WHAT YOU SHOULD DO →
Check each line of the entries below for the string "discovery" and state how many lines have it, with no other text.

-=-=-=-=-

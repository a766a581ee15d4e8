//! Weighting discovered sources by the facts that lean on them

use indexmap::IndexMap;
use oracle_core::{Citation, Fact, Source};
use url::Url;

/// Weight given to every source when no fact cites anything usable
pub const NEUTRAL_WEIGHT: f64 = 0.5;

/// Comparison key for a URL; unparseable strings are compared verbatim
fn url_key(raw: &str) -> String {
    let trimmed = raw.trim();
    match Url::parse(trimmed) {
        Ok(mut url) => {
            url.set_fragment(None);
            url.to_string()
        }
        Err(_) => trimmed.to_string(),
    }
}

/// Build citations from the decision's facts and the sources found while searching.
///
/// Each fact's confidence is split equally across its source URLs. Only
/// discovered sources are cited, and only those with positive weight. URLs that
/// search never returned are dropped. Without any positive weight every
/// discovered source is cited at [`NEUTRAL_WEIGHT`]. The result is sorted by
/// descending weight, ties keeping discovery order.
pub fn build_citations(facts: &[Fact], sources: &[Source]) -> Vec<Citation> {
    let mut weights: IndexMap<String, f64> = IndexMap::new();
    for fact in facts {
        let urls: Vec<&String> = fact.sources.iter().filter(|u| !u.trim().is_empty()).collect();
        if urls.is_empty() {
            continue;
        }
        let share = fact.confidence / urls.len() as f64;
        for url in urls {
            *weights.entry(url_key(url)).or_insert(0.0) += share;
        }
    }

    let mut discovered: IndexMap<String, &Source> = IndexMap::new();
    for source in sources {
        discovered.entry(url_key(&source.url)).or_insert(source);
    }

    let mut citations: Vec<Citation> = discovered
        .iter()
        .filter_map(|(key, source)| {
            let weight = weights.get(key).copied().unwrap_or(0.0);
            (weight > 0.0).then(|| Citation::from_source(source, weight))
        })
        .collect();

    if citations.is_empty() {
        tracing::warn!(
            sources = discovered.len(),
            "No fact cites a usable source, falling back to neutral weights"
        );
        citations = discovered
            .values()
            .map(|source| Citation::from_source(source, NEUTRAL_WEIGHT))
            .collect();
    }

    // Stable: equal weights keep discovery order
    citations.sort_by(|a, b| b.weight.total_cmp(&a.weight));
    citations
}
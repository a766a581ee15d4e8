//! Tool definitions in the reasoning service's tool-calling format

use serde::{Deserialize, Serialize};

use crate::tool::{Tool, ToolKind};

/// A tool as advertised to the reasoning service
#[derive(Debug, Clone, PartialEq, Serialize, Deserialize)]
#[serde(tag = "type", rename_all = "snake_case")]
pub enum ToolDefinition {
    /// Typed function tool with a JSON Schema for its parameters
    Function {
        name: String,
        description: String,
        parameters: serde_json::Value,
        #[serde(default, skip_serializing_if = "Option::is_none")]
        strict: Option<bool>,
    },
    /// Free-form tool receiving raw text
    Custom { name: String, description: String },
    /// Hosted web search run by the reasoning service itself
    WebSearchPreview,
}

impl ToolDefinition {
    pub fn from_tool(tool: &Tool) -> Self {
        match tool.kind() {
            ToolKind::Function => {
                let schema = tool.schema().cloned().unwrap_or_default();
                let strict = schema.all_required();
                ToolDefinition::Function {
                    name: tool.name().to_string(),
                    description: tool.description().to_string(),
                    parameters: schema.to_json_schema(strict),
                    strict: strict.then_some(true),
                }
            }
            ToolKind::FreeText => ToolDefinition::Custom {
                name: tool.name().to_string(),
                description: tool.description().to_string(),
            },
            ToolKind::Delegated => ToolDefinition::WebSearchPreview,
        }
    }

    /// Name of a locally executed tool; `None` for hosted tools
    pub fn name(&self) -> Option<&str> {
        match self {
            ToolDefinition::Function { name, .. } | ToolDefinition::Custom { name, .. } => Some(name),
            ToolDefinition::WebSearchPreview => None,
        }
    }

    pub fn is_hosted(&self) -> bool {
        matches!(self, ToolDefinition::WebSearchPreview)
    }
}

-=-=-=-=-

TASK RESPONSE →
2